Johnson’s Own Staff Let Whistleblower Tips Die In “The Equivalent Of A Congressional Black Hole”
This week, the VA Office of Inspector General released a plan following an investigation into the problems that have plagued the Tomah VA. After weeks of excuses and staunch refusal to accept any responsibility for letting whistleblower complaints brought to his office die in “the equivalent of a Congressional black hole,” Ron Johnson decided to show a sudden interest in the situation and called the plan “too little too late,” while saying that “people need to be fully held accountable.”
We agree. How about we start with you Senator Johnson?
After weeks spent intentionally misleading his constituents and coming up with excuse after excuse to try and explain away his failures, Ron Johnson is the one who needs to be “fully held accountable” – and his sudden interest in the situation won’t fool anyone. Here’s a quick recap of his failures on Tomah:
- A shocking report from the Milwaukee Journal Sentinel was released that detailed how Johnson let whistleblower complaints brought to his office die in “the equivalent of a Congressional black hole.”
- Before the report surfaced, Johnson’s office intentionally misled constituents and repeatedly claimed that the complaints had been referred to an oversight committee, but the complaints never reached those in charge of the committee, instead they were merely passed off to other members of Johnson’s own staff.
- After local press slammed Johnson’s inaction, he attempted to place the blame on his colleague Tammy Baldwin, who has contacted the Tomah VA, the U.S. Department of Veterans Affairs, and the VA Office of the Inspector General to get answers. Baldwin has also held her staff accountable by demoting a staffer and docking pay from another.

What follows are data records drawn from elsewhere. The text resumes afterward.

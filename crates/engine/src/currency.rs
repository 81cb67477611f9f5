use serde::{Deserialize, Serialize};

use crate::EngineError;

/// Currency used to render amounts.
///
/// The backend stores plain decimals without a currency column, so the
/// currency is a display setting. Both supported currencies use 2 minor units:
/// `10.50 USD` ⇄ `1050`.
#[derive(Clone, Copy, Debug, Default, PartialEq, Eq, Hash, Serialize, Deserialize)]
#[serde(rename_all = "UPPERCASE")]
pub enum Currency {
    #[default]
    Usd,
    Eur,
}

impl Currency {
    /// Canonical currency code.
    #[must_use]
    pub const fn code(self) -> &'static str {
        match self {
            Currency::Usd => "USD",
            Currency::Eur => "EUR",
        }
    }

    #[must_use]
    pub const fn symbol(self) -> &'static str {
        match self {
            Currency::Usd => "$",
            Currency::Eur => "€",
        }
    }

    /// Number of fraction digits used when formatting/parsing amounts.
    #[must_use]
    pub const fn minor_units(self) -> u8 {
        match self {
            Currency::Usd | Currency::Eur => 2,
        }
    }
}

impl core::fmt::Display for Currency {
    fn fmt(&self, f: &mut core::fmt::Formatter<'_>) -> core::fmt::Result {
        f.write_str(self.code())
    }
}

impl TryFrom<&str> for Currency {
    type Error = EngineError;

    fn try_from(value: &str) -> Result<Self, Self::Error> {
        match value.trim().to_ascii_uppercase().as_str() {
            "USD" => Ok(Currency::Usd),
            "EUR" => Ok(Currency::Eur),
            other => Err(EngineError::UnsupportedCurrency(other.to_string())),
        }
    }
}
pub mod analytics;
pub mod dashboard;
pub mod expenses;
pub mod modal;
pub mod placeholder;
pub mod transactions;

- Johnson then tried to save face during a radio interview by saying that his office failed to respond to the whistleblower complaints because his staff was busy “doing job interviews and stuff.”
- While Johnson has repeatedly refused to accept responsibility for failing Wisconsin veterans, he was prepared to purge his Washington staff in 2012 because they weren’t focused enough on political messaging.

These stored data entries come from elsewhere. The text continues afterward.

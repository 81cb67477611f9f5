use ratatui::{
    Frame,
    layout::{Constraint, Direction, Layout, Rect},
    style::{Modifier, Style},
    text::{Line, Span},
    widgets::{Block, BorderType, Borders, Clear, Paragraph},
};

use crate::{
    app::{ExpenseField, ExpenseModal, IncomeField, IncomeModal, Modal},
    ui::{components::centered_rect, theme::Theme},
};

struct FieldRow {
    label: &'static str,
    value: String,
    focused: bool,
    /// Picker fields change with ←/→ instead of typing.
    picker: bool,
}

fn expense_rows(modal: &ExpenseModal) -> Vec<FieldRow> {
    let form = &modal.form;
    let category = modal
        .selected_category()
        .map(|c| c.name.clone())
        .unwrap_or_else(|| {
            if modal.categories.is_empty() {
                "(no categories)".to_string()
            } else {
                "Select a category".to_string()
            }
        });

    [
        (ExpenseField::Name, form.name.clone(), false),
        (ExpenseField::Price, form.price.clone(), false),
        (ExpenseField::Description, form.description.clone(), false),
        (ExpenseField::Date, form.expense_date.to_string(), true),
        (ExpenseField::Category, category, true),
    ]
    .into_iter()
    .map(|(field, value, picker)| FieldRow {
        label: field.label(),
        value,
        focused: modal.focus == field,
        picker,
    })
    .collect()
}

fn income_rows(modal: &IncomeModal) -> Vec<FieldRow> {
    let form = &modal.form;
    let income_type = form
        .income_type
        .map(|t| format!("{} {}", t.emoji(), t.name()))
        .unwrap_or_else(|| "Custom".to_string());

    [
        (IncomeField::Type, income_type, true),
        (IncomeField::Name, form.name.clone(), false),
        (IncomeField::Price, form.price.clone(), false),
        (IncomeField::Description, form.description.clone(), false),
        (IncomeField::Date, form.income_date.to_string(), true),
    ]
    .into_iter()
    .map(|(field, value, picker)| FieldRow {
        label: field.label(),
        value,
        focused: modal.focus == field,
        picker,
    })
    .collect()
}

pub fn render(frame: &mut Frame<'_>, area: Rect, modal: &Modal) {
    let theme = Theme::default();
    let rect = centered_rect(60, 60, area);

    let rows = match modal {
        Modal::Expense(m) => expense_rows(m),
        Modal::Income(m) => income_rows(m),
    };

    let block = Block::default()
        .title(Span::styled(
            format!(" {} ", modal.title()),
            Style::default()
                .fg(theme.accent)
                .add_modifier(Modifier::BOLD),
        ))
        .borders(Borders::ALL)
        .border_type(BorderType::Rounded)
        .border_style(Style::default().fg(theme.border_focused))
        .style(Style::default().bg(theme.surface));
    let inner = block.inner(rect);

    frame.render_widget(Clear, rect);
    frame.render_widget(block, rect);

    let layout = Layout::default()
        .direction(Direction::Vertical)
        .constraints([Constraint::Min(1), Constraint::Length(1)])
        .split(inner);

    let mut lines = vec![Line::from("")];
    for row in &rows {
        let label_style = if row.focused {
            Style::default()
                .fg(theme.accent)
                .add_modifier(Modifier::BOLD)
        } else {
            Style::default().fg(theme.text_muted)
        };
        let marker = if row.focused { "› " } else { "  " };
        let value = match (row.picker, row.focused) {
            (true, true) => format!("◀ {} ▶", row.value),
            (false, true) => format!("{}▏", row.value),
            _ => row.value.clone(),
        };
        lines.push(Line::from(vec![
            Span::styled(marker, label_style),
            Span::styled(format!("{:<14}", row.label), label_style),
            Span::styled(value, Style::default().fg(theme.text)),
        ]));
    }

    if let Modal::Income(m) = modal
        && let Some(income_type) = m.form.income_type
    {
        lines.push(Line::from(""));
        lines.push(Line::from(Span::styled(
            format!("  {}", income_type.description()),
            Style::default().fg(theme.dim),
        )));
    }

    frame.render_widget(Paragraph::new(lines), layout[0]);

    let hints = Line::from(vec![
        Span::styled("Tab", Style::default().fg(theme.accent)),
        Span::raw(" next  "),
        Span::styled("←→", Style::default().fg(theme.accent)),
        Span::raw(" change  "),
        Span::styled("Enter", Style::default().fg(theme.accent)),
        Span::raw(" save  "),
        Span::styled("Esc", Style::default().fg(theme.accent)),
        Span::raw(" cancel"),
    ]);
    frame.render_widget(Paragraph::new(hints), layout[1]);
}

“Ron Johnson clearly thinks he can pull a fast one on Wisconsinites with his sudden interest in accountability at the Tomah VA, but his attention to the situation is what’s really ‘too little, too late.’ After weeks and weeks of excuses, his call for accountability is questionable at best,” said Sadie Weiner, DSCC National Press Secretary. “If Johnson is really interested in holding people ‘fully accountable,’ he would step up and accept responsibility for his failures instead of continuing to put politics before the people he was elected to serve.”